CROYDON IN CRISIS: ‘Troubleshooter’ hired to fix scandalous conditions in flats in South Norwood has left cash-strapped local authority after less than six months. EXCLUSIVE By STEVEN DOWNES

Alison Knight: £800 per day housing director failed to meet Regina Road residents

Alison Knight, the £800 per day director who was hired in May in the wake of the housing scandal surrounding tower blocks in South Norwood, has left Croydon Council.

Knight did not see out the full six-month term of her £104,000 appointment at the cash-strapped council, where she had been hand-picked as a troubleshooter by chief exec Katherine Kerswell.

When she was hired by Croydon, the council issued a statement saying that Knight would “co-ordinate widespread improvements to how council residents are listened to and looked after”.

In its self-congratulatory press release, the council quoted Knight as saying, “I am passionate about delivering excellent services to local people, and this role is a great opportunity to help make sure everyone in council homes feels cared for and receives a really good, responsive experience across our teams.”

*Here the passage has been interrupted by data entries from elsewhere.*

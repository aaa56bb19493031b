//! # Fixed Constants
//!
//! Identity, vocabulary and protocol constants of the Graph Manager gateway.
//! These are compiled into the binary and are immutable at runtime.

use crate::GatewayError;
use oxrdf::NamedNode;

// =============================================================================
// AGENT IDENTITY
// =============================================================================

/// Agent identifier stamped on every provenance message and response envelope.
pub const AGENT_ID: &str = "GraphManager";

/// Agent role stamped on every provenance message and response envelope.
pub const AGENT_ROLE: &str = "storage";

// =============================================================================
// PROVENANCE VOCABULARY
// =============================================================================

/// Activity type of every provenance record.
pub const ACTIVITY_TYPE: &str = "ServiceExecution";

/// Activity title of every provenance record.
pub const ACTIVITY_TITLE: &str = "Graph Manager Operations.";

/// Prefix of the index-qualified provenance input keys (`inputGraphs_0`, ...).
pub const INPUT_KEY_PREFIX: &str = "inputGraphs";

/// Role of every provenance input entry.
pub const INPUT_ROLE: &str = "tempDataset";

/// Key of the single provenance output entry.
pub const OUTPUT_KEY: &str = "outputGraph";

/// Role of the single provenance output entry.
pub const OUTPUT_ROLE: &str = "Dataset";

/// Placeholder recorded instead of inline source data.
///
/// Inline payload bytes never appear in provenance.
pub const REDACTED_DATA: &str = "attx:tempDataset";

/// Timestamp layout of `startTime` / `endTime`.
pub const TIMESTAMP_FORMAT: &str = "%Y-%m-%dT%H:%M:%S";

// =============================================================================
// STORE PROTOCOL
// =============================================================================

/// Aggregate query listing every named graph with its triple count.
pub const LIST_GRAPHS_QUERY: &str =
    "SELECT ?g (COUNT(*) AS ?count) WHERE { GRAPH ?g {?s ?p ?o} } GROUP BY ?g";

/// Serialization the store returns for `GET /data`.
pub const STORE_NATIVE_MEDIA_TYPE: &str = "text/turtle";

/// Serialization requested from the store for CONSTRUCT results.
pub const CONSTRUCT_TRANSFER_MEDIA_TYPE: &str = "application/n-triples";

/// Build the SPARQL update that drops a named graph.
///
/// `SILENT` keeps the drop idempotent for graphs the store does not hold.
/// The URI must be an absolute IRI; anything else could close the IRI early
/// and smuggle further update operations into the request.
pub fn drop_graph_update(graph_uri: &str) -> Result<String, GatewayError> {
    let graph = NamedNode::new(graph_uri).map_err(|e| {
        GatewayError::InvalidRequest(format!("invalid graph URI {graph_uri:?}: {e}"))
    })?;
    Ok(format!("DROP SILENT GRAPH <{}>", graph.as_str()))
}

#[cfg(test)]
mod tests {
    use super::*;

    #[test]
    fn drop_update_wraps_uri() {
        assert_eq!(
            drop_graph_update("http://example.org/g1").expect("valid IRI"),
            "DROP SILENT GRAPH <http://example.org/g1>"
        );
    }

    #[test]
    fn drop_update_rejects_iri_breakout() {
        let err = drop_graph_update("http://example.org/g> ; DROP ALL ; DROP SILENT GRAPH <http://x");
        assert!(matches!(err, Err(GatewayError::InvalidRequest(_))));
        assert!(matches!(
            drop_graph_update("not a uri"),
            Err(GatewayError::InvalidRequest(_))
        ));
    }

    #[test]
    fn list_query_groups_by_graph() {
        assert!(LIST_GRAPHS_QUERY.contains("GROUP BY ?g"));
        assert!(LIST_GRAPHS_QUERY.contains("COUNT(*) AS ?count"));
    }
}
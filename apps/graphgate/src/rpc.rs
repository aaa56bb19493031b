//! # RPC Channel
//!
//! Request/reply access to the orchestrator over the broker.
//!
//! [`handle_message`] turns one raw message body into exactly one
//! [`ResponseEnvelope`]; it never fails. [`RpcServer`] polls the RPC queue,
//! handles each message and publishes the envelope to the message's
//! `reply_to` queue under its `correlation_id`.

use crate::broker::{BrokerClient, BrokerMessage};
use crate::pipeline::Pipeline;
use crate::publish::ProvenancePublisher;
use graphgate_core::{
    GatewayError, OperationRequest, ProvenanceContext, ResponseEnvelope, extract_context,
};
use serde_json::Value as JsonValue;
use std::future;
use std::time::Duration;

/// Answer one inbound message.
///
/// A message that cannot be parsed at all is answered with an empty context;
/// one that parses but fails validation keeps whatever context it carried.
pub async fn handle_message<P: ProvenancePublisher>(
    pipeline: &Pipeline<P>,
    body: &[u8],
) -> ResponseEnvelope {
    let value: JsonValue = match serde_json::from_slice(body) {
        Ok(value) => value,
        Err(e) => {
            let err = GatewayError::InvalidRequest(e.to_string());
            tracing::error!("Rejected RPC message: {}", err);
            return ResponseEnvelope::error(&ProvenanceContext::new("", ""), err.to_string());
        }
    };

    let context = extract_context(&value).unwrap_or_else(|| ProvenanceContext::new("", ""));
    let request = match OperationRequest::from_value(value) {
        Ok(request) => request,
        Err(err) => {
            tracing::error!("Rejected RPC message for activity {}: {}", context.activity_id, err);
            return ResponseEnvelope::error(&context, err.to_string());
        }
    };

    match pipeline.execute(&request).await {
        Ok(envelope) => envelope,
        Err(err) => {
            tracing::error!(
                "RPC {} for activity {} failed ({}): {}",
                request.kind(),
                request.context.activity_id,
                err.kind(),
                err
            );
            ResponseEnvelope::error(&request.context, err.to_string())
        }
    }
}

/// Polls the RPC queue until Ctrl-C.
pub struct RpcServer<P> {
    pipeline: Pipeline<P>,
    broker: BrokerClient,
    queue: String,
    poll_interval: Duration,
}

impl<P: ProvenancePublisher> RpcServer<P> {
    #[must_use]
    pub fn new(
        pipeline: Pipeline<P>,
        broker: BrokerClient,
        queue: impl Into<String>,
        poll_interval: Duration,
    ) -> Self {
        Self {
            pipeline,
            broker,
            queue: queue.into(),
            poll_interval,
        }
    }

    /// Take one message off the queue and answer it.
    ///
    /// Returns `false` when the queue was empty.
    pub async fn poll_once(&self) -> Result<bool, GatewayError> {
        match self.broker.fetch_one(&self.queue).await? {
            Some(message) => {
                self.respond(message).await;
                Ok(true)
            }
            None => Ok(false),
        }
    }

    /// Serve until Ctrl-C.
    pub async fn run(&self) -> Result<(), GatewayError> {
        self.run_until(async {
            if let Err(e) = tokio::signal::ctrl_c().await {
                tracing::error!("Cannot listen for Ctrl-C: {}", e);
            }
        })
        .await
    }

    /// Serve until `shutdown` completes.
    ///
    /// The broker acknowledges a message when it hands it out, so a fetch in
    /// flight always runs to completion and its message is answered; shutdown
    /// is only observed between messages.
    pub async fn run_until<F>(&self, shutdown: F) -> Result<(), GatewayError>
    where
        F: Future<Output = ()>,
    {
        tracing::info!("Consuming RPC requests from queue {}", self.queue);
        tokio::pin!(shutdown);

        loop {
            tokio::select! {
                biased;
                () = &mut shutdown => break,
                () = future::ready(()) => {}
            }
            match self.broker.fetch_one(&self.queue).await {
                Ok(Some(message)) => {
                    self.respond(message).await;
                    continue;
                }
                Ok(None) => {}
                Err(err) => tracing::error!("Polling {} failed: {}", self.queue, err),
            }
            tokio::select! {
                () = &mut shutdown => break,
                () = tokio::time::sleep(self.poll_interval) => {}
            }
        }

        tracing::info!("RPC consumer stopped");
        Ok(())
    }

    async fn respond(&self, message: BrokerMessage) {
        let envelope = handle_message(&self.pipeline, &message.body).await;

        let Some(reply_to) = message.reply_to else {
            tracing::warn!(
                "RPC message without reply_to answered {}; response dropped",
                envelope.status()
            );
            return;
        };
        if let Err(err) = self
            .broker
            .publish(&reply_to, &envelope, message.correlation_id.as_deref())
            .await
        {
            tracing::error!("Reply to {} failed: {}", reply_to, err);
        }
    }
}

Yet in her less-than-six months working at Croydon, Knight never bothered to meet with the Regina Road Residents Support Group, whose members include many of those caught at the centre of the scandal which saw one expert describe the squalid conditions in their flats as “the worst in Britain”.

Snubbed: Regina Road residents have been demanding meetings with council chiefs, such as Knight, since March

One meeting with the residents was eventually arranged for August, but Knight failed to show. She was taking annual leave. A second meeting was arranged for September, but was cancelled by the council on the somewhat spurious grounds that it was during the purdah period before the mayoral referendum. Knight never bothered arranging any other meeting date.

Fisher’s Folly sources who worked with Knight during her brief stay suggested she was ill-suited for the role and the urgent demands facing the council. “She was nothing but a local council bureaucrat,” said one.

“Dr” Knight as she liked to be known (she has a qualification in education) is understood to have left her job with Croydon on Friday.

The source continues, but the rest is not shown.